**EXERCISE DIRECTIONS**
Lines to return, exactly: from the line with "Input format is" to the line with "x.push(xi);" in the entries below, both included.

**SUPPLIED MATERIAL**

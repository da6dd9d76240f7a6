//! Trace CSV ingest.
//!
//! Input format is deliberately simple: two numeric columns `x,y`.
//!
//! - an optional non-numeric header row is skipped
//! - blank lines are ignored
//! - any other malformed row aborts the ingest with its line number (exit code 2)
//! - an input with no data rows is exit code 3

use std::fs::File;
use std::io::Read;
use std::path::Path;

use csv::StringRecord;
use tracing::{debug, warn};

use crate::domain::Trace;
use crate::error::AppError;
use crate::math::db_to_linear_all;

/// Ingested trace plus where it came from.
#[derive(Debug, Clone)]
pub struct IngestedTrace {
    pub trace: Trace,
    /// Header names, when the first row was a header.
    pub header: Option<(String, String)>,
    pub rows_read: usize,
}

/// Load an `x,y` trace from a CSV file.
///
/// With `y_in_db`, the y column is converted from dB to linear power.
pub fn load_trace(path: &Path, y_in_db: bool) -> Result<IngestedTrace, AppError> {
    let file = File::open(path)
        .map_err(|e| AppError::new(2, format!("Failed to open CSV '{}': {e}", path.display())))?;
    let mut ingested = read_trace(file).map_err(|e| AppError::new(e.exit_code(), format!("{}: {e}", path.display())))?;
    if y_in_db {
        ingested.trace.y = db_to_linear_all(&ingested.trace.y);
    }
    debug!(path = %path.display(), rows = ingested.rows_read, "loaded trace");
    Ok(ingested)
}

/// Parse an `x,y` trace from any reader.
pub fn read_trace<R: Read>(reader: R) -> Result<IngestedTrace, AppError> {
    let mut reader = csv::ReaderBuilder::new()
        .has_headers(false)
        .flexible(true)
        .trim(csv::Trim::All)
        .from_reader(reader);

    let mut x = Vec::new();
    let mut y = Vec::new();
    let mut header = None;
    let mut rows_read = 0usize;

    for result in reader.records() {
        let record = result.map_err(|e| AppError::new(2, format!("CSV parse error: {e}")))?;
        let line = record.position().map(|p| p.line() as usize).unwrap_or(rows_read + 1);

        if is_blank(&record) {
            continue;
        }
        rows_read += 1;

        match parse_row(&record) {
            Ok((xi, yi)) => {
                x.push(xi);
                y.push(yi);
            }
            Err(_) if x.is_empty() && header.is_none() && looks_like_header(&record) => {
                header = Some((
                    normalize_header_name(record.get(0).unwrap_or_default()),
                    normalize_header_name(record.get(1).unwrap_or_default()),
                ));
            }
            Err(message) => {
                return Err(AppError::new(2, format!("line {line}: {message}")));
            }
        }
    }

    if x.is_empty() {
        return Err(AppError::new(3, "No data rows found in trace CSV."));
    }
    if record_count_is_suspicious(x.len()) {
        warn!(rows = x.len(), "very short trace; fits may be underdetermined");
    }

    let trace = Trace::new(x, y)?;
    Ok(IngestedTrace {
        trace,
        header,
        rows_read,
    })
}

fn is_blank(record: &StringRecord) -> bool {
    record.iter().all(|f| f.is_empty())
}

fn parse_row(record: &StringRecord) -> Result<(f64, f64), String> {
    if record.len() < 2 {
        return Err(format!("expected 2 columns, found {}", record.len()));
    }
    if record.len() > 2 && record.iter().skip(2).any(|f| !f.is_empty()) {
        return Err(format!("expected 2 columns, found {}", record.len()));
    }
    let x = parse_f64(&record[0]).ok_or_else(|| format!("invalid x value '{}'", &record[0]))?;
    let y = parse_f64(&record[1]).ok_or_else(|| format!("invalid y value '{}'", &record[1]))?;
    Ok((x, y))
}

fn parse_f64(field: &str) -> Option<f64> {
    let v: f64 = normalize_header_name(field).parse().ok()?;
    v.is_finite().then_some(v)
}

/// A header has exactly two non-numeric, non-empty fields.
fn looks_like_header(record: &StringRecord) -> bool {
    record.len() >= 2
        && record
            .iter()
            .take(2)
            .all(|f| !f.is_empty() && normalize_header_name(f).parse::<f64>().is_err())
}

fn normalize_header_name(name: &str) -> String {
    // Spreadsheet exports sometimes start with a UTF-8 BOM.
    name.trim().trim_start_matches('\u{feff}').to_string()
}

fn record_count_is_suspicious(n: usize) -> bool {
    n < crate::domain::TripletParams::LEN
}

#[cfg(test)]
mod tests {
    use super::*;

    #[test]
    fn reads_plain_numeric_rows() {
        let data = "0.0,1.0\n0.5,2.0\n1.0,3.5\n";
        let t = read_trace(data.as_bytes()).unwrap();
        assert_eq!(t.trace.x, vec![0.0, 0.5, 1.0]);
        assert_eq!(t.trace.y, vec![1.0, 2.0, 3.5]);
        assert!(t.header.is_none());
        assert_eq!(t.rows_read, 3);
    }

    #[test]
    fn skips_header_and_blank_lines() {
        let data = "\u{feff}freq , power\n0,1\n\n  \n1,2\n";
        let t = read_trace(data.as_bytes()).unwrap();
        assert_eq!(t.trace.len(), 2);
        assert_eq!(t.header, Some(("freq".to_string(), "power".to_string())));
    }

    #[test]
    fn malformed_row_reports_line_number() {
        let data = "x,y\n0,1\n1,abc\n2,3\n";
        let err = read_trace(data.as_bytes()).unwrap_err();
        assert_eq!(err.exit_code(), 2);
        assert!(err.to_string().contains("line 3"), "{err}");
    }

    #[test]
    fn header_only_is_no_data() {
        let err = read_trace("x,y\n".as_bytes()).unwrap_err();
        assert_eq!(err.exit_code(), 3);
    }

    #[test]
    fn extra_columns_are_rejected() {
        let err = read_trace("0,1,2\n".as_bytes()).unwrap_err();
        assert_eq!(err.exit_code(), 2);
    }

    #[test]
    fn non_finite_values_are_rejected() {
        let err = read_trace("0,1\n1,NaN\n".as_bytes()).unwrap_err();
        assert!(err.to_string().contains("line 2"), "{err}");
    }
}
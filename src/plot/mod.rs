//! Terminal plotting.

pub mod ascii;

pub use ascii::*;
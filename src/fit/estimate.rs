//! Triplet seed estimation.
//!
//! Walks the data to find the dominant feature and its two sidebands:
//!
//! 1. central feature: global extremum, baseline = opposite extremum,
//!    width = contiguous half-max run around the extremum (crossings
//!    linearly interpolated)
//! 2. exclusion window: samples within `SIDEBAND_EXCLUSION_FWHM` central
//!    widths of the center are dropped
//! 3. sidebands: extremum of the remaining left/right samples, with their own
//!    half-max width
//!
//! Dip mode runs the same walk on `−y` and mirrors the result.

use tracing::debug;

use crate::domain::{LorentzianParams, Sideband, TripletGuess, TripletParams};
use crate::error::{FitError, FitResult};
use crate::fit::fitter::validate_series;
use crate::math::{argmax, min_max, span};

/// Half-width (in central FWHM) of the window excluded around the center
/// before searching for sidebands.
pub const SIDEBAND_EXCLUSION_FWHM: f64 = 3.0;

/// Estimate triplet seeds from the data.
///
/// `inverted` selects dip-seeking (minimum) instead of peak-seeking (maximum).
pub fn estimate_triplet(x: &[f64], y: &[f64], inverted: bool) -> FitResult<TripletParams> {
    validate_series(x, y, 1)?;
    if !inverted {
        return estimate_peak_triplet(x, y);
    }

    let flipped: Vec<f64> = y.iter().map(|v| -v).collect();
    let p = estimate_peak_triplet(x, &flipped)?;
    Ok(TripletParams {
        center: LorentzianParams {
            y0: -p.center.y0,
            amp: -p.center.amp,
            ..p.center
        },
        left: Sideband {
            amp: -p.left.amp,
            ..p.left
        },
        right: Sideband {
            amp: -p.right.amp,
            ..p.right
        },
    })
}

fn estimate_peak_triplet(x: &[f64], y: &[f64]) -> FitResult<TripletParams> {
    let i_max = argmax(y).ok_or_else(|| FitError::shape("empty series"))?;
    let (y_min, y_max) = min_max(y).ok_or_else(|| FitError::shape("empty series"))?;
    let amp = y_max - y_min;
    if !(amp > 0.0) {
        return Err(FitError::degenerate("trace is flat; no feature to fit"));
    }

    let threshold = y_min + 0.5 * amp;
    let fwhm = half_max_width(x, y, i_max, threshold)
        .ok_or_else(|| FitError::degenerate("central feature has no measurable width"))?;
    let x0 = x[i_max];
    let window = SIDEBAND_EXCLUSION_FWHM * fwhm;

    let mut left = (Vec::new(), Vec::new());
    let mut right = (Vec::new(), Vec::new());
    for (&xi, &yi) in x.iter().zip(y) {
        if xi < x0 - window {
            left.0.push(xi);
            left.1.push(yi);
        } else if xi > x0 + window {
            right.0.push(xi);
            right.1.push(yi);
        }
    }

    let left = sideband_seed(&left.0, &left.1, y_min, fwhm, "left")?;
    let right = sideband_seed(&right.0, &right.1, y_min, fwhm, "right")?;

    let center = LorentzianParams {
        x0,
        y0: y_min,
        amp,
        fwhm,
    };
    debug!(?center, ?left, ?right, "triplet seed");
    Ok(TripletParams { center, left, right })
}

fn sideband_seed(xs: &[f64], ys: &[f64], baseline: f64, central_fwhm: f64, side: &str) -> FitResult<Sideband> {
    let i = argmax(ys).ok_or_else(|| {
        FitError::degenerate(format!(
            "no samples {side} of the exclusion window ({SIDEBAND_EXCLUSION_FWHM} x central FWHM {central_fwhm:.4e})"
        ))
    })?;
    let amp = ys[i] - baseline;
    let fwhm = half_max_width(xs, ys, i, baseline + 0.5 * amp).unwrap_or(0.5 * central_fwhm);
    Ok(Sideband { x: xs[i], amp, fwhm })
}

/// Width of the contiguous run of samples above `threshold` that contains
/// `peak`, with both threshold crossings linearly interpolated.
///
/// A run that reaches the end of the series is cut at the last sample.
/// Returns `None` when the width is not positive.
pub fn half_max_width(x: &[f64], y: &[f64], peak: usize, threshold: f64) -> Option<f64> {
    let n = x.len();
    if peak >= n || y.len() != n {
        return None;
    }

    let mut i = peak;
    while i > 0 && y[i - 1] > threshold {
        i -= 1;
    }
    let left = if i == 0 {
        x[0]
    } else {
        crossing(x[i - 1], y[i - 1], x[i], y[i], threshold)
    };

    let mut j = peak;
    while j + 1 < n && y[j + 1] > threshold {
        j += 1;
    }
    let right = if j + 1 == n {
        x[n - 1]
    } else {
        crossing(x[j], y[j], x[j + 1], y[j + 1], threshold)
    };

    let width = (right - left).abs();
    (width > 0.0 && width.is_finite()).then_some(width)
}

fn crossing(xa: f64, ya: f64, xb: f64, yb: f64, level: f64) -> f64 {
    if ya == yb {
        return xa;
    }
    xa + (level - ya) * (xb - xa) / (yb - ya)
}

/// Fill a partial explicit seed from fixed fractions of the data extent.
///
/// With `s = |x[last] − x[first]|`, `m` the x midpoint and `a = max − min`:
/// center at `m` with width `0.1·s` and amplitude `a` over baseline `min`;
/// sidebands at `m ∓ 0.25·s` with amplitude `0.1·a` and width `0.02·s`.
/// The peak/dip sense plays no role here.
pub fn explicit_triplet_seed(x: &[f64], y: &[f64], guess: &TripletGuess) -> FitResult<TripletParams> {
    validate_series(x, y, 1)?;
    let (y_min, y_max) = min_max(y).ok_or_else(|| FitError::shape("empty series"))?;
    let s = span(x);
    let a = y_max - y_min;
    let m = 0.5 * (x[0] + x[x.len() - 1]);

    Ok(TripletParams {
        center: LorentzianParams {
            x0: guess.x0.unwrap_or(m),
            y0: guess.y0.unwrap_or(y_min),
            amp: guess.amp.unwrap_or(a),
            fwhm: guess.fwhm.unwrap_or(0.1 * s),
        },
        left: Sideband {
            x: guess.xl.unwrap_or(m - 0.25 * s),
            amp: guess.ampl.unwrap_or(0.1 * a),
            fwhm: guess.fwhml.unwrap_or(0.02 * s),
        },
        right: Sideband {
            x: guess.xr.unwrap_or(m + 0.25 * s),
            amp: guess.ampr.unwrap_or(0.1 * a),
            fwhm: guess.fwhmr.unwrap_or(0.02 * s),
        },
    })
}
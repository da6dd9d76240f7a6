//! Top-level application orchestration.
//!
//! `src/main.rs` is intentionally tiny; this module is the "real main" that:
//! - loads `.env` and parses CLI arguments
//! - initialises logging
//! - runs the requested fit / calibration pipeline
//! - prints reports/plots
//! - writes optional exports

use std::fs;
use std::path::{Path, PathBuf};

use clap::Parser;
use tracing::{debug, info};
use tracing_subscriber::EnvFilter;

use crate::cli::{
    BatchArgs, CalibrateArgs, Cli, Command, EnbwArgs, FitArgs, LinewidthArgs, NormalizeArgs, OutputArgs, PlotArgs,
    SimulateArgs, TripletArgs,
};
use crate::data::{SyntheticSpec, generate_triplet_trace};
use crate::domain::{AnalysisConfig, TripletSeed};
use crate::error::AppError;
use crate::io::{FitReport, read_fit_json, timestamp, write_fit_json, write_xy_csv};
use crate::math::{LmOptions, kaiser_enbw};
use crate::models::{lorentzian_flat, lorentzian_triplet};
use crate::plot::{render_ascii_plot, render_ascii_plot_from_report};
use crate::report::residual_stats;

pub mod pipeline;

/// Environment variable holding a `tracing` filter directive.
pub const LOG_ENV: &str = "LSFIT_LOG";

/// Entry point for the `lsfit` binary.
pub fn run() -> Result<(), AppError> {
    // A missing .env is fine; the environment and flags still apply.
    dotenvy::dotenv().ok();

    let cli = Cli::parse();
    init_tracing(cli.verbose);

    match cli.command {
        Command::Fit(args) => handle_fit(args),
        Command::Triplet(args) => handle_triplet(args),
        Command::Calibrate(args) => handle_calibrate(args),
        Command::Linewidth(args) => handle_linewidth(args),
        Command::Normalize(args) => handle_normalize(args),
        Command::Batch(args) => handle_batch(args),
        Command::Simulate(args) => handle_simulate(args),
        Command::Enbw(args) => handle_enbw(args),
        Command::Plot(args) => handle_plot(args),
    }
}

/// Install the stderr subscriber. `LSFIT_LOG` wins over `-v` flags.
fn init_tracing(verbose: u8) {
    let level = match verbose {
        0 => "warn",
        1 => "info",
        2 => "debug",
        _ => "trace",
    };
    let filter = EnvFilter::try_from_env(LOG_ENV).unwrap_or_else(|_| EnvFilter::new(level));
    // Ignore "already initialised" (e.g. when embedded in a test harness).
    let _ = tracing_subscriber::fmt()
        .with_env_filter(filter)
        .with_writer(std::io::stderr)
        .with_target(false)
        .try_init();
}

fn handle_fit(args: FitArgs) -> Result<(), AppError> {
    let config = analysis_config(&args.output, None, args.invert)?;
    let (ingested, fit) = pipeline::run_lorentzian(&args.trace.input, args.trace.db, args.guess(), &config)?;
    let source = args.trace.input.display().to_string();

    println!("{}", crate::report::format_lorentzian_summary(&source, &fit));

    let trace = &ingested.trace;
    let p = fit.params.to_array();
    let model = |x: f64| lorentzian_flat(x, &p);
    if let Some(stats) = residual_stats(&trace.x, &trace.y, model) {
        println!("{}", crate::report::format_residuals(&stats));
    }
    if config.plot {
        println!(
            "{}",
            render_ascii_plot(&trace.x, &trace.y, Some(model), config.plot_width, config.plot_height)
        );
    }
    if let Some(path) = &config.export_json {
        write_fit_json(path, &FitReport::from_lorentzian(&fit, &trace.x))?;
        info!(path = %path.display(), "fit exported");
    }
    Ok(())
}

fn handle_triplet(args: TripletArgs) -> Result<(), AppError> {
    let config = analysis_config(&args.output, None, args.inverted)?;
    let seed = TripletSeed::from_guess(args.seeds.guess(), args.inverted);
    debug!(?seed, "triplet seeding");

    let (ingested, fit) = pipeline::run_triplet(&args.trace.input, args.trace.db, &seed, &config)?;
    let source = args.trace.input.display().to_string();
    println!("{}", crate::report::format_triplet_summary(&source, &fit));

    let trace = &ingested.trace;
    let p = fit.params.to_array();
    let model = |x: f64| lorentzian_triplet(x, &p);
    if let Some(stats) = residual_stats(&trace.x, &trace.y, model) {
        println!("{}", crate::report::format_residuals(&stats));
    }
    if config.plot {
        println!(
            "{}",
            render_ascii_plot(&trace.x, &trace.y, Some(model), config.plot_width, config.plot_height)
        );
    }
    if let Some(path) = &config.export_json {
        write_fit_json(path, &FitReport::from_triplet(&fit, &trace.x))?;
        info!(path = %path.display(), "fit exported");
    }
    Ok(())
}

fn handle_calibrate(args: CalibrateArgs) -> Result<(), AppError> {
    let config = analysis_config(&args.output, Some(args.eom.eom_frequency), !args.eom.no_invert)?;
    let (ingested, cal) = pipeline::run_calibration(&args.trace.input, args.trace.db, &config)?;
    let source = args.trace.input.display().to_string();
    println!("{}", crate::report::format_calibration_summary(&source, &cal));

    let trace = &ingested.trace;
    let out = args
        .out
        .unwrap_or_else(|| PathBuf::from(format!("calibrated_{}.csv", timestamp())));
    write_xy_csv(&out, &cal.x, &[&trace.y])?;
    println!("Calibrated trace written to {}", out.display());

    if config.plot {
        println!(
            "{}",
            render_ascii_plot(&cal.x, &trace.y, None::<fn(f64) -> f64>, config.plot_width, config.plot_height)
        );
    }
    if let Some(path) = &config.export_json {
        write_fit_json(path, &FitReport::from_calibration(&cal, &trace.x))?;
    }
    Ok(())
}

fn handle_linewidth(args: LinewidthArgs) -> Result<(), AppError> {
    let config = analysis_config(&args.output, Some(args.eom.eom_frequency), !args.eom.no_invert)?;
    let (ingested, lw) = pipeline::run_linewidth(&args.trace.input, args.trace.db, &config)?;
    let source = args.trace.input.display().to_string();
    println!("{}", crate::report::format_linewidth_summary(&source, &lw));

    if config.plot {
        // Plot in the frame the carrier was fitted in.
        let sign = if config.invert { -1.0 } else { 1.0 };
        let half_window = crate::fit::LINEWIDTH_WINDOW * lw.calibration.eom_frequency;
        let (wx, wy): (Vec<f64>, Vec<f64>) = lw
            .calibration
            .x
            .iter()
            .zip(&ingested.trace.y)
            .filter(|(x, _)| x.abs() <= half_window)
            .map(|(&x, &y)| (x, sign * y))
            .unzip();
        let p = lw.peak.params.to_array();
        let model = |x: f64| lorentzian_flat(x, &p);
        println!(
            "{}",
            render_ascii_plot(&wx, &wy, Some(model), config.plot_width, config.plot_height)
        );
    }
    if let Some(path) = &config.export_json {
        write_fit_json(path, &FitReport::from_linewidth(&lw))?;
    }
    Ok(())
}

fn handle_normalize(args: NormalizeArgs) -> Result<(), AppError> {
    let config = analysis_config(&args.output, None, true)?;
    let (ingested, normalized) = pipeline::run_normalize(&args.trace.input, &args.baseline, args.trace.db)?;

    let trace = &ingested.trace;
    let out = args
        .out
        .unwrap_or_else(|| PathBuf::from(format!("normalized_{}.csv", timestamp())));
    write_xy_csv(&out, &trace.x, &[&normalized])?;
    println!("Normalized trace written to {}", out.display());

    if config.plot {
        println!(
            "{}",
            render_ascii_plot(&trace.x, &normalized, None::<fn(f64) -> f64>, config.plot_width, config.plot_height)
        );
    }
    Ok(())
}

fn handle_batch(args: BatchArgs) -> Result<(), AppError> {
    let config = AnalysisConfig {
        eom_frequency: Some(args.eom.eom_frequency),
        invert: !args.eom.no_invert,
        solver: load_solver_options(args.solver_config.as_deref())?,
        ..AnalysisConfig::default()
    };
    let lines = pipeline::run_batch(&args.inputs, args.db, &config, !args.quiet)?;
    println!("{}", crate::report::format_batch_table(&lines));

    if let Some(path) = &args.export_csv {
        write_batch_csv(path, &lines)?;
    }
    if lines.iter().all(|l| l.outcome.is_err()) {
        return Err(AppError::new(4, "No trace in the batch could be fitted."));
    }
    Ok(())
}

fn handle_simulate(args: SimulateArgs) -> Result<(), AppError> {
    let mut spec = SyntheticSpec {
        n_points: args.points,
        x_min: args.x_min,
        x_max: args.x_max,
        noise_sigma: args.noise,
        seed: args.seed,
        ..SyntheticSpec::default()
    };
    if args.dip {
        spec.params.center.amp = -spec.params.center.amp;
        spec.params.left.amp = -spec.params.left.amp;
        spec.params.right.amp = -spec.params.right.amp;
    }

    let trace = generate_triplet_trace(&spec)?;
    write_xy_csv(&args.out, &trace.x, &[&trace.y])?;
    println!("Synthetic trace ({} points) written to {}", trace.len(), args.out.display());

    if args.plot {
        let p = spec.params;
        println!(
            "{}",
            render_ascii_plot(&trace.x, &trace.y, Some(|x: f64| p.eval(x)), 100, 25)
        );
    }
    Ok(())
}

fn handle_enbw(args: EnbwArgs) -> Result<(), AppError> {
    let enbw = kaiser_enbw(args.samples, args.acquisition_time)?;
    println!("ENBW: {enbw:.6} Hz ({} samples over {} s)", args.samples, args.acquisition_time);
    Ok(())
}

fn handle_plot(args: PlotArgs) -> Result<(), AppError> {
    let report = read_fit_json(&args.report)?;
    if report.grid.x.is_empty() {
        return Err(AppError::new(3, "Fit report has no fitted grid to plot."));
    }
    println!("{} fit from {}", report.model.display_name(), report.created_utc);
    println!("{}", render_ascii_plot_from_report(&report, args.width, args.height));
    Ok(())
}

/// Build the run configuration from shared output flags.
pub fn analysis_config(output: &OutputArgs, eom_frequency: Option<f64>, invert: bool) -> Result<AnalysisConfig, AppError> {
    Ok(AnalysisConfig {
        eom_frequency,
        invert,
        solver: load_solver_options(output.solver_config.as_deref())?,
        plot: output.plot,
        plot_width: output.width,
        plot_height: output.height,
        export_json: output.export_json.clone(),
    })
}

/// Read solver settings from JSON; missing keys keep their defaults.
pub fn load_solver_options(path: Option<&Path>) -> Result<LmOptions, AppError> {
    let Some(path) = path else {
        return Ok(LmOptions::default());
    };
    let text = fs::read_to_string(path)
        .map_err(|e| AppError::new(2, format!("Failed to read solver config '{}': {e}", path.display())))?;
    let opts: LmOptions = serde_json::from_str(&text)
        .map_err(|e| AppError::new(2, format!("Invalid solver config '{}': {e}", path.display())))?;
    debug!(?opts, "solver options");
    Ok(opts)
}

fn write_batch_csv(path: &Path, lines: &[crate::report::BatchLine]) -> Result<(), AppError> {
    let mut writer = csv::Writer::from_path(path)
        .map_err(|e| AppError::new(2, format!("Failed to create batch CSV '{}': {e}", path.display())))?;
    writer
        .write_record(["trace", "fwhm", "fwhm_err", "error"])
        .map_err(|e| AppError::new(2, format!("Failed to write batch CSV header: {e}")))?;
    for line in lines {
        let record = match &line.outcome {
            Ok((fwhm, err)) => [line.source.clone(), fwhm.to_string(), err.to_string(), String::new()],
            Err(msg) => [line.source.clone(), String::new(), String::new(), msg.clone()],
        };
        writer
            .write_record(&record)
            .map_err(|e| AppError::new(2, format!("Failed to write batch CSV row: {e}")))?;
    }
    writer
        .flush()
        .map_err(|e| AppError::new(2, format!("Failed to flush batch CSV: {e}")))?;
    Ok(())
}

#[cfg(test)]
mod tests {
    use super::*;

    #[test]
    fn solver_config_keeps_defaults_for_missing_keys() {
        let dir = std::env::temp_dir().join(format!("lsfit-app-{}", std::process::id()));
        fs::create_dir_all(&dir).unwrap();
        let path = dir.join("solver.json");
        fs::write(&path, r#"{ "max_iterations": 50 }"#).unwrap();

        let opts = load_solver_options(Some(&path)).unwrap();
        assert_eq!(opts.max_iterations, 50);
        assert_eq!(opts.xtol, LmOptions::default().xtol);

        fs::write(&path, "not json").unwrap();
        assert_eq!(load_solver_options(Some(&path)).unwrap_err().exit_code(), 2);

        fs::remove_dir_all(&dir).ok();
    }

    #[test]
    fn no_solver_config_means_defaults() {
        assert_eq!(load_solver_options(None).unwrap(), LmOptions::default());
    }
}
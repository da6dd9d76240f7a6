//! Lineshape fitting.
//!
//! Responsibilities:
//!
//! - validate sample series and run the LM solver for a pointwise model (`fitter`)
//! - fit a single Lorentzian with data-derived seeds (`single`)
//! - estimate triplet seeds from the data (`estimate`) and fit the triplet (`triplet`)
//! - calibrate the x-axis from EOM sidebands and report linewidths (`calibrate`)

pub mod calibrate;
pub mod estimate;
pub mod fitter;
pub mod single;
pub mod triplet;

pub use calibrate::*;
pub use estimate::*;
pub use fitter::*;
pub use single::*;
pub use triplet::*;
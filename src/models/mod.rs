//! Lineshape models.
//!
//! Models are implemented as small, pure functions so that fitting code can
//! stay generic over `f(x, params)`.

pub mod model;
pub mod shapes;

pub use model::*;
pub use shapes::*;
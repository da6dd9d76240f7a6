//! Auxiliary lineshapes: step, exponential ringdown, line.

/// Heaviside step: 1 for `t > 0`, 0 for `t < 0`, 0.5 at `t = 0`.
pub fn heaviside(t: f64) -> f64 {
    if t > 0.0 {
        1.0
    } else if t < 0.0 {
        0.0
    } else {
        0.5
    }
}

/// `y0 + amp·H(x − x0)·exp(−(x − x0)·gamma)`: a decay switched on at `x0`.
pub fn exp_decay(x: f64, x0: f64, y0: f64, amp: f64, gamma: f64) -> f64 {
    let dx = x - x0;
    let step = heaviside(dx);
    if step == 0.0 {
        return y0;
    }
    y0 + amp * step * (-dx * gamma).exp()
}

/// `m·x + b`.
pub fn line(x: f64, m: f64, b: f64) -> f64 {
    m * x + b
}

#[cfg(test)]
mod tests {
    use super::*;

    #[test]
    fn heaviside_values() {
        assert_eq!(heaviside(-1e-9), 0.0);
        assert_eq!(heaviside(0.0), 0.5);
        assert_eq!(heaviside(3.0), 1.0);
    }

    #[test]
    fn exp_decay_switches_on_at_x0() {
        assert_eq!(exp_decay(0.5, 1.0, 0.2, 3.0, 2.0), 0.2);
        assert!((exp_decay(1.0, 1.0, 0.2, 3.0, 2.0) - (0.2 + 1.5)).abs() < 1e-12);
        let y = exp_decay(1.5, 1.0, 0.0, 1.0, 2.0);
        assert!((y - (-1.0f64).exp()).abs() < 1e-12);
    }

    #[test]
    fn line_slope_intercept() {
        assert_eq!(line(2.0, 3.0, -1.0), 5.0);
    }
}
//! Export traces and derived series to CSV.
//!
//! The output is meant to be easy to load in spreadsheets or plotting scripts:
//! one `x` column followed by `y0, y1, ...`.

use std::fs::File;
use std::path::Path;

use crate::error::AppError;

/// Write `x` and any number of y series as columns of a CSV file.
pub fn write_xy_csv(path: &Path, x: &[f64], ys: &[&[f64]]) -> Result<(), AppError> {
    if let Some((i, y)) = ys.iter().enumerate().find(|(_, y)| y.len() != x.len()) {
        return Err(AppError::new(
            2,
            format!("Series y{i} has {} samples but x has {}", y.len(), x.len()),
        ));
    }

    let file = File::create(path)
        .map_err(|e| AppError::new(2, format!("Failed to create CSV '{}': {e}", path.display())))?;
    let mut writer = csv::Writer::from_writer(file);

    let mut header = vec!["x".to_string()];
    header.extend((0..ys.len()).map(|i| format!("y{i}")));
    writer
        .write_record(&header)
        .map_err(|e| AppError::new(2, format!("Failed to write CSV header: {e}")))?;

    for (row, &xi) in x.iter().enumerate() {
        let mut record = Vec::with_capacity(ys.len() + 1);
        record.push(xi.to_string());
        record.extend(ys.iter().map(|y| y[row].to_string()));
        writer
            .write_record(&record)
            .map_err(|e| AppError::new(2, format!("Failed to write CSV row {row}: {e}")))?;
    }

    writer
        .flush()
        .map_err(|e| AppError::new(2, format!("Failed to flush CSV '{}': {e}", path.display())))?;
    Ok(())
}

**OUTPUT FOR THIS TASK**
//! Input format is deliberately simple: two numeric columns `x,y`.
//!
//! - an optional non-numeric header row is skipped
//! - blank lines are ignored
//! - any other malformed row aborts the ingest with its line number (exit code 2)
//! - an input with no data rows is exit code 3

use std::fs::File;
use std::io::Read;
use std::path::Path;

use csv::StringRecord;
use tracing::{debug, warn};

use crate::domain::Trace;
use crate::error::AppError;
use crate::math::db_to_linear_all;

/// Ingested trace plus where it came from.
#[derive(Debug, Clone)]
pub struct IngestedTrace {
    pub trace: Trace,
    /// Header names, when the first row was a header.
    pub header: Option<(String, String)>,
    pub rows_read: usize,
}

/// Load an `x,y` trace from a CSV file.
///
/// With `y_in_db`, the y column is converted from dB to linear power.
pub fn load_trace(path: &Path, y_in_db: bool) -> Result<IngestedTrace, AppError> {
    let file = File::open(path)
        .map_err(|e| AppError::new(2, format!("Failed to open CSV '{}': {e}", path.display())))?;
    let mut ingested = read_trace(file).map_err(|e| AppError::new(e.exit_code(), format!("{}: {e}", path.display())))?;
    if y_in_db {
        ingested.trace.y = db_to_linear_all(&ingested.trace.y);
    }
    debug!(path = %path.display(), rows = ingested.rows_read, "loaded trace");
    Ok(ingested)
}

/// Parse an `x,y` trace from any reader.
pub fn read_trace<R: Read>(reader: R) -> Result<IngestedTrace, AppError> {
    let mut reader = csv::ReaderBuilder::new()
        .has_headers(false)
        .flexible(true)
        .trim(csv::Trim::All)
        .from_reader(reader);

    let mut x = Vec::new();
    let mut y = Vec::new();
    let mut header = None;
    let mut rows_read = 0usize;

    for result in reader.records() {
        let record = result.map_err(|e| AppError::new(2, format!("CSV parse error: {e}")))?;
        let line = record.position().map(|p| p.line() as usize).unwrap_or(rows_read + 1);

        if is_blank(&record) {
            continue;
        }
        rows_read += 1;

        match parse_row(&record) {
            Ok((xi, yi)) => {
                x.push(xi);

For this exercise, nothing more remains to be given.